Carls Franchise · 2024 FDDAnswer from 2024 FDD Document
ith certain business acquisition transactions, an initial public offering or a change of control transaction. The management advisory and consulting services agreement includes customary exculpation and indemnification provisions in favor of Roark and its affiliates.
NOTE 20 — INCOME TAXES
Income tax expense consisted of the following:
| Fiscal 2024 | Fiscal 2023 | |
|---|---|---|
| Current: | ||
| Federal | $ 11,248 | $ 3,424 |
| State | 3,066 | 858 |
| Foreign | 5,926 | 4,866 |
| 20,240 | 9,148 | |
| Deferred: | ||
| Federal | (4,512) | ( |
Source: Item 21 — FINANCIAL STATEMENTS (FDD pages 79–80)
What This Means (2024 FDD)
According to Carls's 2024 Franchise Disclosure Document, the income tax expense at the statutory rate for fiscal year 2023 was $7,691. This figure represents the company's income tax expense calculated using the federal statutory rate of 21.0%, as reconciled in the financial statements.
It's important to note that this is not the total income tax expense for Carls. The document provides a reconciliation of the income tax expense at the statutory rate to the total income tax expense, which includes adjustments for items such as state income taxes, non-deductible share-based compensation, general business credits, non-deductible foreign losses, uncertain tax positions, intercompany interest, foreign-derived intangible income deduction, and other net adjustments. These adjustments can significantly impact the final income tax expense reported by the company.
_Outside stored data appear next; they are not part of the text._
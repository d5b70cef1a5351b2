//! Coverage to color

use crate::color::Rgb8;
use crate::sample::Coverage;

/// Blend a single component from `bg` towards `fg` by `alpha`
///
/// The result is truncated towards zero, not rounded
fn blend_u8(fg: u8, bg: u8, alpha: f64) -> u8 {
    ((1.0 - alpha) * f64::from(bg) + alpha * f64::from(fg)) as u8
}

/// Blend foreground `fg` over background `bg` with coverage `alpha` in [0,1]
pub fn blend(fg: Rgb8, bg: Rgb8, alpha: f64) -> Rgb8 {
    debug_assert!(alpha >= 0.0 && alpha <= 1.0, "alpha out of range: {}", alpha);
    Rgb8::new(blend_u8(fg.r, bg.r, alpha),
              blend_u8(fg.g, bg.g, alpha),
              blend_u8(fg.b, bg.b, alpha))
}

/// Color of a pixel with coverage `c` of `fill` over a white background
///
///     use rhomb::{shade, Coverage, Rgb8};
///
///     let red = Rgb8::new(255, 0, 0);
///     assert_eq!(shade(Coverage { inside:  0, total: 16 }, red), Rgb8::white());
///     assert_eq!(shade(Coverage { inside: 16, total: 16 }, red), red);
///     assert_eq!(shade(Coverage { inside: 10, total: 16 }, red), Rgb8::new(255, 95, 95));
///
pub fn shade(c: Coverage, fill: Rgb8) -> Rgb8 {
    if c.is_empty() {
        return Rgb8::white();
    }
    blend(fill, Rgb8::white(), c.fraction())
}
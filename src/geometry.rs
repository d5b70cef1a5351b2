//! Points, edges and convex polygons

use crate::Shape;

/// Location in image space, with sub-pixel precision
#[derive(Debug,Default,Copy,Clone,PartialEq)]
pub struct Point {
    pub x: f64,
    pub y: f64,
}

impl Point {
    pub fn new(x: f64, y: f64) -> Self {
        Point { x, y }
    }
}

impl From<(f64,f64)> for Point {
    fn from(p: (f64,f64)) -> Point {
        Point::new(p.0, p.1)
    }
}

/// Signed area of the triangle (`p`, `a`, `b`)
///
/// The sign reports which side of the directed line `a` to `b` the
///   point `p` falls on; zero when `p` is on the line
///
///     use rhomb::{sign, Point};
///
///     let a = Point::new(0.0, 0.0);
///     let b = Point::new(1.0, 0.0);
///     assert!(sign(Point::new(0.5,  1.0), a, b) > 0.0);
///     assert!(sign(Point::new(0.5, -1.0), a, b) < 0.0);
///     assert_eq!(sign(Point::new(3.0, 0.0), a, b), 0.0);
///
pub fn sign(p: Point, a: Point, b: Point) -> f64 {
    (p.x - b.x) * (a.y - b.y) - (a.x - b.x) * (p.y - b.y)
}

/// Closed convex polygon
///
/// Edges run `v[0] -> v[1] -> ... -> v[n-1] -> v[0]`
#[derive(Debug,Clone,PartialEq)]
pub struct Polygon {
    vertices: Vec<Point>,
}

impl Polygon {
    /// Create a polygon from a list of vertices
    ///
    /// Vertices must describe a convex region, in either winding order
    pub fn new(vertices: Vec<Point>) -> Self {
        debug_assert!(vertices.len() >= 3, "polygon needs at least 3 vertices");
        Polygon { vertices }
    }
    /// Diamond inscribed in a `width` x `height` rectangle
    ///
    /// Vertices sit on the middle of the top, right, bottom and left sides,
    ///   in that order.  Midpoints use integer division and the far sides
    ///   are at `width-1` and `height-1`
    ///
    ///     use rhomb::{Polygon, Point};
    ///
    ///     let d = Polygon::diamond(4, 4);
    ///     assert_eq!(d.vertices(), &[Point::new(2.0, 0.0),
    ///                                Point::new(3.0, 2.0),
    ///                                Point::new(2.0, 3.0),
    ///                                Point::new(0.0, 2.0)]);
    ///
    pub fn diamond(width: usize, height: usize) -> Self {
        let (mid_x, mid_y) = ((width / 2) as f64, (height / 2) as f64);
        let right  = width.saturating_sub(1) as f64;
        let bottom = height.saturating_sub(1) as f64;
        Polygon::new(vec![
            Point::new(mid_x, 0.0),
            Point::new(right, mid_y),
            Point::new(mid_x, bottom),
            Point::new(0.0,   mid_y),
        ])
    }
    pub fn vertices(&self) -> &[Point] {
        &self.vertices
    }
    /// Edges as (start, end) pairs, closing back to the first vertex
    pub fn edges(&self) -> impl Iterator<Item = (Point, Point)> + '_ {
        let n = self.vertices.len();
        (0 .. n).map(move |i| (self.vertices[i], self.vertices[(i+1) % n]))
    }
}

impl Shape for Polygon {
    /// Half-plane test against every edge
    ///
    /// Each edge sign is classified as negative or not; the point is inside
    ///   when every edge gives the same answer.  Points on an edge have a
    ///   zero sign and count as non-negative.
    ///
    ///     use rhomb::{Polygon, Shape};
    ///
    ///     let d = Polygon::diamond(100, 100);
    ///     assert!(d.contains(50.0, 50.0));
    ///     assert!(! d.contains(-10.0, -10.0));
    ///     assert!(! d.contains(0.2, 0.2));
    ///
    fn contains(&self, x: f64, y: f64) -> bool {
        let p = Point::new(x, y);
        let mut edges = self.edges().map(|(a,b)| sign(p, a, b) < 0.0);
        match edges.next() {
            None        => false,
            Some(first) => edges.all(|side| side == first),
        }
    }
}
For fiscal year 2023, after accounting for these adjustments, the total income tax expense for Carls was $8,865. This is higher than the income tax expense at the statutory rate of $7,691, indicating that the net effect of the adjustments increased the company's overall tax liability. A prospective franchisee should understand these adjustments and their potential impact on the company's financial performance.
Understanding the difference between the income tax expense at the statutory rate and the total income tax expense is crucial for assessing Carls's financial health and profitability. Potential franchisees should carefully review the reconciliation provided in the FDD and consult with a financial advisor to fully understand the implications of these tax-related items.